UBTECH's answer is that the U1 belongs to a category the company is naming as it ships the product. The company has positioned the device as an "emotional companion," a term UBTECH says Chinese authorities "support and recognize" as a direction for humanoid robots. UBTECH has not released the underlying regulator or standards-body statements behind that claim; the language is the company's characterization, not an attributed endorsement.
The U1 Ultra, the male-coded variant UBTECH has been promoting in livestreams and at industry events, lists at RMB 990,000, or roughly $146,000, according to UBTECH's launch release. Secondary launch coverage from Revolution in AI puts the figure in the same range. No independent retail-channel confirmation of the price has been published, and the U1 is not yet a consumer item in the way a phone is.
If the "emotional companion" label holds, the battery stops looking like a defect and starts looking like a parameter. A device that is awake for a four-hour evening and asleep through the morning does not need to clear a workday. It needs to perform during one.

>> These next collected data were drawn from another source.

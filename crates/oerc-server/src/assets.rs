//! Public object downloads at the URLs the bucket hands out.

use axum::extract::{Path, State};
use axum::http::header::CONTENT_TYPE;
use axum::response::{IntoResponse, Response};

use crate::error::ApiError;
use crate::state::AppState;

pub async fn public_object(
    State(state): State<AppState>,
    Path((bucket, path)): Path<(String, String)>,
) -> Result<Response, ApiError> {
    let blobs = state.site.papers.blobs();
    if bucket != blobs.bucket() {
        return Err(ApiError::not_found(format!("no such bucket: {bucket}")));
    }
    let blob = blobs
        .download(&path)
        .await?
        .ok_or_else(|| ApiError::not_found(format!("no such object: {path}")))?;
    Ok(([(CONTENT_TYPE, blob.content_type)], blob.bytes).into_response())
}
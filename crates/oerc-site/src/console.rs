//! The admin dashboard: one session, one manager per resource kind.

use std::sync::Arc;

use oerc_auth::{Capability, IdentityProvider, SessionHandle};
use oerc_types::{Event, Faq, GlobalConference, NewsletterSubscriber, RecordId, ResearchPaper};
use tokio::task::JoinHandle;

use crate::error::SiteError;
use crate::manager::ResourceManager;
use crate::newsletter::{BulkEmail, NewsletterService, SendOutcome};
use crate::notice::{Confirmation, Notice};
use crate::site::Site;

pub type PaperManager = ResourceManager<ResearchPaper>;

/// Subscriber list and bulk mailing for the dashboard.
///
/// Failures are logged and reported as `false`/`None` with a [`Notice`].
pub struct SubscriberManager {
    service: Arc<NewsletterService>,
    session: SessionHandle,
    items: Vec<NewsletterSubscriber>,
    notice: Option<Notice>,
}

impl SubscriberManager {
    pub fn new(service: Arc<NewsletterService>, session: SessionHandle) -> Self {
        Self { service, session, items: Vec::new(), notice: None }
    }

    pub fn items(&self) -> &[NewsletterSubscriber] {
        &self.items
    }

    pub fn notice(&self) -> Option<&Notice> {
        self.notice.as_ref()
    }

    pub async fn load(&mut self) -> &[NewsletterSubscriber] {
        let caller = self.session.identity();
        match self.service.list(caller.as_ref()).await {
            Ok(rows) => self.items = rows,
            Err(e) => {
                self.fail("load subscribers", &e);
                self.items.clear();
            }
        }
        &self.items
    }

    pub async fn remove(&mut self, id: &RecordId, confirm: impl Confirmation) -> bool {
        if !confirm.confirm("Are you sure you want to remove this subscriber?") {
            return false;
        }
        let caller = self.session.identity();
        match self.service.remove(caller.as_ref(), id).await {
            Ok(removed) => {
                self.items.retain(|s| &s.id != id);
                if removed {
                    self.notice = Some(Notice::Success("Subscriber removed.".into()));
                } else {
                    self.fail(
                        "remove subscriber",
                        &SiteError::NotFound { kind: "subscriber", id: id.clone() },
                    );
                }
                removed
            }
            Err(e) => {
                self.fail("remove subscriber", &e);
                false
            }
        }
    }

    /// The delivery service's response is passed through as the notice.
    pub async fn send(&mut self, email: &BulkEmail) -> Option<SendOutcome> {
        let caller = self.session.identity();
        match self.service.send_bulk(caller.as_ref(), email).await {
            Ok(outcome) => {
                self.notice = Some(Notice::Success(outcome.message.clone()));
                Some(outcome)
            }
            Err(e) => {
                self.fail("send newsletter", &e);
                None
            }
        }
    }

    fn fail(&mut self, action: &str, error: &SiteError) {
        tracing::error!(action, error = %error, "subscriber action failed");
        self.notice = Some(Notice::Failure(format!("Failed to {action}: {error}")));
    }
}

/// Admin dashboard state.
///
/// The console owns the root [`SessionHandle`]; every manager reads that same
/// handle. The handle follows the identity provider's auth events, so a
/// session ended elsewhere closes the dashboard. Must be created inside a
/// tokio runtime.
pub struct AdminConsole {
    provider: Arc<dyn IdentityProvider>,
    session: SessionHandle,
    listener: JoinHandle<()>,
    pub papers: PaperManager,
    pub events: ResourceManager<Event>,
    pub conferences: ResourceManager<GlobalConference>,
    pub faqs: ResourceManager<Faq>,
    pub subscribers: SubscriberManager,
}

impl AdminConsole {
    pub fn new(site: &Site) -> Self {
        let session = SessionHandle::new();
        let listener = session.follow(site.identity.subscribe());
        Self {
            provider: site.identity.clone(),
            papers: PaperManager::new(site.papers.clone(), session.clone()),
            events: ResourceManager::<Event>::new(site.events.clone(), session.clone()),
            conferences: ResourceManager::<GlobalConference>::new(
                site.conferences.clone(),
                session.clone(),
            ),
            faqs: ResourceManager::<Faq>::new(site.faqs.clone(), session.clone()),
            subscribers: SubscriberManager::new(site.newsletter.clone(), session.clone()),
            session,
            listener,
        }
    }

    pub fn session(&self) -> &SessionHandle {
        &self.session
    }

    /// Start a session, ending any session this console already holds.
    pub async fn sign_in(&mut self, email: &str, password: &str) -> bool {
        if let Some(token) = self.session.token() {
            if let Err(e) = self.provider.sign_out(&token).await {
                tracing::debug!(error = %e, "previous session already ended");
            }
            self.session.set(None);
        }
        match self.provider.sign_in(email, password).await {
            Ok(session) => {
                tracing::debug!(email = %session.user.email, "dashboard session started");
                self.session.set(Some(session));
                true
            }
            Err(e) => {
                tracing::warn!(error = %e, "sign-in failed");
                false
            }
        }
    }

    pub async fn sign_out(&mut self) -> bool {
        let Some(token) = self.session.token() else {
            return false;
        };
        let result = self.provider.sign_out(&token).await;
        self.session.set(None);
        if let Err(e) = result {
            tracing::warn!(error = %e, "sign-out failed");
        }
        true
    }

    /// Route guard: only identities that may manage content see the
    /// dashboard.
    pub fn is_open(&self) -> bool {
        self.session
            .identity()
            .is_some_and(|id| id.can(Capability::ManageContent))
    }

    /// Load every list if the guard allows it.
    pub async fn open(&mut self) -> bool {
        if !self.is_open() {
            return false;
        }
        self.papers.load().await;
        self.events.load().await;
        self.conferences.load().await;
        self.faqs.load().await;
        self.subscribers.load().await;
        true
    }
}

impl Drop for AdminConsole {
    fn drop(&mut self) {
        self.listener.abort();
    }
}

#[cfg(test)]
mod tests {
    use super::*;
    use crate::newsletter::NewsletterSettings;
    use crate::site::SiteStores;
    use crate::upload::{Attachments, FileUpload};
    use chrono::Duration;
    use oerc_auth::{InMemoryIdentityProvider, Role};
    use oerc_mail::OutboxMailer;
    use oerc_store::assets::extract_object_path;
    use oerc_store::UniquePolicy;
    use oerc_types::{EventDraft, PaperDraft, Resource};

    struct Fixture {
        site: Site,
        provider: Arc<InMemoryIdentityProvider>,
        outbox: Arc<OutboxMailer>,
    }

    fn fixture() -> Fixture {
        let provider = Arc::new(InMemoryIdentityProvider::new(Duration::hours(1)));
        provider.register("admin@oerc.ca", "s3cret", [Role::Admin]).unwrap();
        provider.register("member@oerc.ca", "pw", [Role::Member]).unwrap();
        let outbox = Arc::new(OutboxMailer::new());
        let site = Site::assemble(
            SiteStores::in_memory("oerc_assets", "https://site.example", UniquePolicy::Enforce),
            outbox.clone(),
            NewsletterSettings {
                from: "OERC Newsletter <info@oerc.ca>".into(),
                admin_email: Some("admin@oerc.ca".into()),
            },
            provider.clone(),
        );
        Fixture { site, provider, outbox }
    }

    #[tokio::test]
    async fn guard_requires_admin() {
        let f = fixture();
        let mut console = AdminConsole::new(&f.site);
        assert!(!console.open().await);

        assert!(!console.sign_in("admin@oerc.ca", "wrong").await);
        assert!(console.sign_in("member@oerc.ca", "pw").await);
        assert!(!console.is_open());

        assert!(console.sign_out().await);
        assert!(console.sign_in("admin@oerc.ca", "s3cret").await);
        assert!(console.open().await);
    }

    #[tokio::test]
    async fn managers_share_the_session() {
        let f = fixture();
        let mut console = AdminConsole::new(&f.site);
        console.sign_in("admin@oerc.ca", "s3cret").await;

        let event = console
            .events
            .create(
                EventDraft {
                    title: "Spring Symposium".into(),
                    location: "Toronto".into(),
                    description: "Talks".into(),
                    ..Default::default()
                },
                Attachments::default(),
            )
            .await;
        assert!(event.is_some());

        let paper = console
            .papers
            .create(
                PaperDraft {
                    title: "Open Pedagogy".into(),
                    author: "L. Chen".into(),
                    ..Default::default()
                },
                Attachments {
                    pdf: Some(FileUpload::new("p.pdf", &b"%PDF"[..])),
                    ..Default::default()
                },
            )
            .await
            .unwrap();
        assert_eq!(paper.tags, vec!["Research"]);

        console.sign_out().await;
        let denied = console
            .faqs
            .create(Default::default(), Attachments::default())
            .await;
        assert!(denied.is_none());
    }

    #[tokio::test]
    async fn signing_in_again_ends_the_previous_session() {
        let f = fixture();
        let mut console = AdminConsole::new(&f.site);
        assert!(console.sign_in("admin@oerc.ca", "s3cret").await);
        let first = console.session().token().unwrap();
        assert!(console.sign_in("admin@oerc.ca", "s3cret").await);

        assert_eq!(f.provider.session_count(), 1);
        assert!(f.provider.current_user(&first).await.is_err());
        assert!(console.is_open());
    }

    #[tokio::test]
    async fn replacing_a_pdf_from_two_dashboards_leaves_no_orphan() {
        let f = fixture();
        let mut first = AdminConsole::new(&f.site);
        let mut second = AdminConsole::new(&f.site);
        first.sign_in("admin@oerc.ca", "s3cret").await;
        second.sign_in("admin@oerc.ca", "s3cret").await;

        let paper = first
            .papers
            .create(
                PaperDraft {
                    title: "Open Pedagogy".into(),
                    author: "L. Chen".into(),
                    ..Default::default()
                },
                Attachments {
                    pdf: Some(FileUpload::new("v1.pdf", &b"%PDF-1"[..])),
                    ..Default::default()
                },
            )
            .await
            .unwrap();

        assert!(second.open().await);
        let pdf = |name: &str| Attachments {
            pdf: Some(FileUpload::new(name, &b"%PDF-2"[..])),
            ..Default::default()
        };
        let middle = second
            .papers
            .update(&paper.id, paper.to_draft(), pdf("v2.pdf"))
            .await
            .unwrap();
        let last = first
            .papers
            .update(&paper.id, paper.to_draft(), pdf("v3.pdf"))
            .await
            .unwrap();

        let blobs = f.site.papers.blobs();
        let path = |url: &Option<String>| extract_object_path(url.as_deref(), blobs.bucket()).unwrap();
        assert!(blobs.download(&path(&paper.pdf_url)).await.unwrap().is_none());
        assert!(blobs.download(&path(&middle.pdf_url)).await.unwrap().is_none());
        assert!(blobs.download(&path(&last.pdf_url)).await.unwrap().is_some());
    }

    #[tokio::test]
    async fn session_ended_elsewhere_closes_dashboard() {
        let f = fixture();
        let mut console = AdminConsole::new(&f.site);
        console.sign_in("admin@oerc.ca", "s3cret").await;
        let token = console.session().token().unwrap();
        let mut changes = console.session().subscribe();

        f.provider.sign_out(&token).await.unwrap();
        changes.changed().await.unwrap();
        assert!(!console.is_open());
    }

    #[tokio::test]
    async fn subscriber_list_and_mailing() {
        let f = fixture();
        f.site.newsletter.subscribe("a@x.ca").await.unwrap();
        f.site.newsletter.subscribe("b@x.ca").await.unwrap();

        let mut console = AdminConsole::new(&f.site);
        let mailing = BulkEmail { subject: "Hi".into(), html_content: "<p>Hi</p>".into() };
        assert!(console.subscribers.send(&mailing).await.is_none());
        assert!(f.outbox.sent().is_empty());

        console.sign_in("admin@oerc.ca", "s3cret").await;
        assert!(console.open().await);
        assert_eq!(console.subscribers.items().len(), 2);

        let outcome = console.subscribers.send(&mailing).await.unwrap();
        assert_eq!(outcome.recipients, 2);
        assert_eq!(console.subscribers.notice().unwrap().message(), "Email sent to 2 subscribers");

        let id = console.subscribers.items()[0].id.clone();
        assert!(console.subscribers.remove(&id, |_: &str| true).await);
        assert_eq!(console.subscribers.items().len(), 1);
    }
}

UBTECH's launch rhetoric, from livestreamed demos to its own PR copy, has been built around conversation, gesture, and presence rather than chores.

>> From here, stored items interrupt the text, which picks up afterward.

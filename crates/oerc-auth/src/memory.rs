use std::collections::HashMap;
use std::sync::RwLock;

use async_trait::async_trait;
use chrono::{Duration, Utc};
use rand::RngCore;
use tokio::sync::broadcast;

use crate::error::{AuthError, AuthResult};
use crate::identity::{Identity, Role};
use crate::password::PasswordHash;
use crate::provider::{AuthEvent, IdentityProvider};
use crate::session::Session;

const EVENT_CAPACITY: usize = 64;

struct Account {
    identity: Identity,
    password: PasswordHash,
}

/// In-memory accounts and sessions.
///
/// Accounts are keyed by lowercased email. Tokens are 32 random bytes,
/// hex-encoded.
pub struct InMemoryIdentityProvider {
    accounts: RwLock<HashMap<String, Account>>,
    sessions: RwLock<HashMap<String, Session>>,
    ttl: Duration,
    events: broadcast::Sender<AuthEvent>,
}

impl InMemoryIdentityProvider {
    pub fn new(ttl: Duration) -> Self {
        let (events, _) = broadcast::channel(EVENT_CAPACITY);
        Self {
            accounts: RwLock::new(HashMap::new()),
            sessions: RwLock::new(HashMap::new()),
            ttl,
            events,
        }
    }

    /// Create an account. Emails are matched case-insensitively.
    pub fn register(
        &self,
        email: &str,
        password: &str,
        roles: impl IntoIterator<Item = Role>,
    ) -> AuthResult<Identity> {
        let key = email.trim().to_ascii_lowercase();
        let mut accounts = self.accounts.write().map_err(poisoned)?;
        if accounts.contains_key(&key) {
            return Err(AuthError::AccountExists(key));
        }
        let identity = Identity::new(uuid::Uuid::now_v7().to_string(), email.trim(), roles);
        accounts.insert(
            key,
            Account {
                identity: identity.clone(),
                password: PasswordHash::new(password),
            },
        );
        Ok(identity)
    }

    pub fn session_count(&self) -> usize {
        self.sessions.read().map(|s| s.len()).unwrap_or(0)
    }

    fn emit(&self, event: AuthEvent) {
        // No subscribers is fine.
        let _ = self.events.send(event);
    }
}

fn poisoned<E: std::fmt::Display>(e: E) -> AuthError {
    AuthError::Internal(format!("lock poisoned: {e}"))
}

fn new_token() -> String {
    let mut bytes = [0u8; 32];
    rand::thread_rng().fill_bytes(&mut bytes);
    hex::encode(bytes)
}

#[async_trait]
impl IdentityProvider for InMemoryIdentityProvider {
    async fn sign_in(&self, email: &str, password: &str) -> AuthResult<Session> {
        let identity = {
            let accounts = self.accounts.read().map_err(poisoned)?;
            let account = accounts
                .get(&email.trim().to_ascii_lowercase())
                .ok_or(AuthError::InvalidLogin)?;
            if !account.password.verify(password) {
                return Err(AuthError::InvalidLogin);
            }
            account.identity.clone()
        };

        let now = Utc::now();
        let session = Session {
            access_token: new_token(),
            user: identity,
            issued_at: now,
            expires_at: now + self.ttl,
        };
        let expired = {
            let mut sessions = self.sessions.write().map_err(poisoned)?;
            let expired: Vec<String> = sessions
                .values()
                .filter(|s| s.is_expired_at(now))
                .map(|s| s.access_token.clone())
                .collect();
            for token in &expired {
                sessions.remove(token);
            }
            sessions.insert(session.access_token.clone(), session.clone());
            expired
        };
        if !expired.is_empty() {
            tracing::debug!(count = expired.len(), "dropped expired sessions");
        }
        for token in expired {
            self.emit(AuthEvent::Expired { token });
        }
        tracing::info!(email = %session.user.email, "signed in");
        self.emit(AuthEvent::SignedIn {
            user_id: session.user.user_id.clone(),
            token: session.access_token.clone(),
        });
        Ok(session)
    }

    async fn sign_out(&self, token: &str) -> AuthResult<()> {
        let removed = self.sessions.write().map_err(poisoned)?.remove(token);
        match removed {
            Some(session) => {
                tracing::info!(email = %session.user.email, "signed out");
                self.emit(AuthEvent::SignedOut { token: token.to_string() });
                Ok(())
            }
            None => Err(AuthError::InvalidToken),
        }
    }

    async fn current_user(&self, token: &str) -> AuthResult<Identity> {
        let session = self
            .sessions
            .read()
            .map_err(poisoned)?
            .get(token)
            .cloned()
            .ok_or(AuthError::InvalidToken)?;
        if session.is_expired_at(Utc::now()) {
            self.sessions.write().map_err(poisoned)?.remove(token);
            self.emit(AuthEvent::Expired { token: token.to_string() });
            return Err(AuthError::SessionExpired);
        }
        Ok(session.user)
    }

    fn subscribe(&self) -> broadcast::Receiver<AuthEvent> {
        self.events.subscribe()
    }
}

impl std::fmt::Debug for InMemoryIdentityProvider {
    fn fmt(&self, f: &mut std::fmt::Formatter<'_>) -> std::fmt::Result {
        let accounts = self.accounts.read().map(|a| a.len()).unwrap_or(0);
        f.debug_struct("InMemoryIdentityProvider")
            .field("accounts", &accounts)
            .field("sessions", &self.session_count())
            .finish()
    }
}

The category name still has to survive contact with buyers. The battery math is a public constraint, not a UBTECH-specific one. By UBTECH's own launch description, the company is also the first to ship a full-size, mass-produced humanoid robot. That makes it the first brand to put a six-figure price on the math and then ask the customer to call the device a companion rather than a helper. If Chinese regulators or major retailers treat the label as marketing rather than category, the product definition has more work to do to defend the price. If they accept it, the U1 sets a template other humanoid makers can borrow.
Two data points will test that template: UBTECH's release of full battery-capacity figures and cell chemistry for the U1 lineup (the current spec sheet is mostly dimensional and behavioral), and a citable, independent comparison of full-size humanoid runtimes that does not lean on UBTECH's own summary.